WORK ORDER
Taking the records below, count the lines in which "directive" appears and supply only the count.

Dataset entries
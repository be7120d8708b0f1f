/// cpm main entry point
use std::path::PathBuf;

use anyhow::Result;
use clap::{ArgGroup, Args, Parser, Subcommand, ValueEnum};
use tracing_subscriber::EnvFilter;

use cpm_codegen::cli::GenerateArgs;
use cpm_codegen::Language;
use cpm_tools::DEFAULT_CONFIG_FILE;

mod commands;

#[derive(Parser)]
#[command(name = "cpm")]
#[command(author, version, about = "Contract Package Manager", long_about = None)]
struct Cli {
    /// Log output level
    #[arg(long, value_enum, ignore_case = true, default_value = "INFO", global = true)]
    log_level: LogLevel,

    /// Path to the project configuration file
    #[arg(long, default_value = DEFAULT_CONFIG_FILE, global = true)]
    config: PathBuf,

    #[command(subcommand)]
    command: Commands,
}

#[derive(Debug, Clone, Copy, PartialEq, Eq, ValueEnum)]
enum LogLevel {
    #[value(name = "INFO")]
    Info,
    #[value(name = "DEBUG")]
    Debug,
}

impl LogLevel {
    fn directive(self) -> &'static str {
        match self {
            LogLevel::Info => "info",
            LogLevel::Debug => "debug",
        }
    }
}

#[derive(Subcommand)]
enum Commands {
    /// Create a new cpm.yaml config file
    Init,

    /// Download all contracts from cpm.yaml and generate SDKs where specified
    Run {
        /// Override config settings to only download contracts
        #[arg(long, conflicts_with = "sdk_only")]
        download_only: bool,

        /// Override config settings to only generate SDKs
        #[arg(long)]
        sdk_only: bool,
    },

    /// Download contract or manifest
    Download {
        #[command(subcommand)]
        target: DownloadCommand,
    },

    /// Generate SDK from manifest
    Generate {
        #[command(subcommand)]
        language: GenerateCommand,
    },
}

/// Where a download reads from: a network label from the config or a single host
#[derive(Debug, Clone, Args)]
#[command(group(ArgGroup::new("source").required(true).args(["network", "host"])))]
struct SourceArgs {
    /// Contract script hash
    #[arg(short = 'c', long = "contract", value_name = "HASH")]
    contract: String,

    /// Source network label, resolved to hosts through cpm.yaml
    #[arg(short = 'n', long = "network")]
    network: Option<String>,

    /// Source network host
    #[arg(short = 'N', long = "host")]
    host: Option<String>,

    /// Save the contract to the 'contracts' section of cpm.yaml (default)
    #[arg(short = 's', long = "save", overrides_with = "no_save")]
    save: bool,

    /// Do not record the contract in cpm.yaml
    #[arg(long = "no-save", overrides_with = "save")]
    no_save: bool,
}

impl SourceArgs {
    /// Whether the contract should be recorded in the config file
    fn save(&self) -> bool {
        self.save || !self.no_save
    }
}

#[derive(Subcommand)]
enum DownloadCommand {
    /// Download a single contract
    Contract {
        #[command(flatten)]
        source: SourceArgs,

        /// neo-express config file
        #[arg(short = 'i', long = "neoxp-config")]
        neoxp_config: Option<String>,
    },

    /// Download the contract manifest
    Manifest {
        #[command(flatten)]
        source: SourceArgs,
    },
}

#[derive(Subcommand)]
enum GenerateCommand {
    /// Generate an SDK for use with Golang
    #[command(name = "go", alias = "golang")]
    Go(GenerateArgs),
    /// Generate an SDK for use with Python
    Python(GenerateArgs),
    /// Generate an SDK for use with Java
    Java(GenerateArgs),
    /// Generate an on-chain SDK for use with C#
    Csharp(GenerateArgs),
    /// Generate an off-chain SDK for use with TypeScript
    #[command(name = "ts", alias = "typescript")]
    Ts(GenerateArgs),
}

impl GenerateCommand {
    fn split(&self) -> (Language, &GenerateArgs) {
        match self {
            GenerateCommand::Go(args) => (Language::Go, args),
            GenerateCommand::Python(args) => (Language::Python, args),
            GenerateCommand::Java(args) => (Language::Java, args),
            GenerateCommand::Csharp(args) => (Language::CSharp, args),
            GenerateCommand::Ts(args) => (Language::TypeScript, args),
        }
    }
}

#[tokio::main]
async fn main() -> Result<()> {
    // Parse command line arguments
    let cli = Cli::parse();

    // Initialize tracing; RUST_LOG takes precedence over --log-level
    let filter = EnvFilter::try_from_default_env()
        .unwrap_or_else(|_| EnvFilter::new(cli.log_level.directive()));
    tracing_subscriber::fmt()
        .with_env_filter(filter)
        .with_target(false)
        .init();

    match cli.command {
        Commands::Init => commands::init(&cli.config),
        Commands::Run {
            download_only,
            sdk_only,
        } => commands::run(&cli.config, download_only, sdk_only).await,
        Commands::Download { target } => match target {
            DownloadCommand::Contract {
                source,
                neoxp_config,
            } => commands::download_contract(&cli.config, &source, neoxp_config).await,
            DownloadCommand::Manifest { source } => {
                commands::download_manifest(&cli.config, &source).await
            }
        },
        Commands::Generate { language } => {
            let (language, args) = language.split();
            commands::generate(&cli.config, language, args)
        }
    }
}

#[cfg(test)]
mod tests {
    use super::*;
    use cpm_codegen::SdkMode;

    #[test]
    fn test_cli_is_well_formed() {
        use clap::CommandFactory;
        Cli::command().debug_assert();
    }

    #[test]
    fn test_global_options() {
        let cli = Cli::try_parse_from(["cpm", "--log-level", "debug", "init"]).unwrap();
        assert_eq!(cli.log_level, LogLevel::Debug);
        assert_eq!(cli.config, PathBuf::from("cpm.yaml"));

        let cli = Cli::try_parse_from(["cpm", "init", "--config", "other.yaml"]).unwrap();
        assert_eq!(cli.log_level, LogLevel::Info);
        assert_eq!(cli.config, PathBuf::from("other.yaml"));
    }

    #[test]
    fn test_run_flags_are_exclusive() {
        assert!(Cli::try_parse_from(["cpm", "run", "--download-only"]).is_ok());
        assert!(Cli::try_parse_from(["cpm", "run", "--download-only", "--sdk-only"]).is_err());
    }

    #[test]
    fn test_download_requires_one_source() {
        let hash = "0xef4073a0f2b305a38ec4050e4d3d28bc40ea63f5";
        assert!(Cli::try_parse_from(["cpm", "download", "manifest", "-c", hash]).is_err());
        assert!(Cli::try_parse_from([
            "cpm", "download", "manifest", "-c", hash, "-n", "priv", "-N", "http://127.0.0.1:50012"
        ])
        .is_err());

        let cli = Cli::try_parse_from(["cpm", "download", "contract", "-c", hash, "-N", "http://127.0.0.1:50012", "-s"])
            .unwrap();
        match cli.command {
            Commands::Download {
                target: DownloadCommand::Contract { source, neoxp_config },
            } => {
                assert_eq!(source.host.as_deref(), Some("http://127.0.0.1:50012"));
                assert!(source.network.is_none());
                assert!(source.save());
                assert!(neoxp_config.is_none());
            }
            _ => panic!("expected download contract"),
        }
    }

    #[test]
    fn test_contracts_are_saved_unless_disabled() {
        let hash = "0xef4073a0f2b305a38ec4050e4d3d28bc40ea63f5";
        let parse = |extra: &[&str]| {
            let mut args = vec!["cpm", "download", "manifest", "-c", hash, "-n", "priv"];
            args.extend_from_slice(extra);
            match Cli::try_parse_from(args).unwrap().command {
                Commands::Download {
                    target: DownloadCommand::Manifest { source },
                } => source.save(),
                _ => panic!("expected download manifest"),
            }
        };

        assert!(parse(&[]));
        assert!(!parse(&["--no-save"]));
        assert!(parse(&["--no-save", "-s"]));
    }

    #[test]
    fn test_generate_subcommands() {
        let cli = Cli::try_parse_from(["cpm", "generate", "ts", "-m", "contract.manifest.json"]).unwrap();
        let Commands::Generate { language } = cli.command else {
            panic!("expected generate");
        };
        let (language, args) = language.split();
        assert_eq!(language, Language::TypeScript);
        assert_eq!(args.manifest, PathBuf::from("contract.manifest.json"));

        let cli = Cli::try_parse_from([
            "cpm", "generate", "golang", "-m", "m.json", "-t", "offchain", "-c",
            "0xef4073a0f2b305a38ec4050e4d3d28bc40ea63f5",
        ])
        .unwrap();
        let Commands::Generate { language } = cli.command else {
            panic!("expected generate");
        };
        let (language, args) = language.split();
        assert_eq!(language, Language::Go);
        assert_eq!(args.mode, Some(SdkMode::OffChain));
    }
}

YOUR RESPONSE
2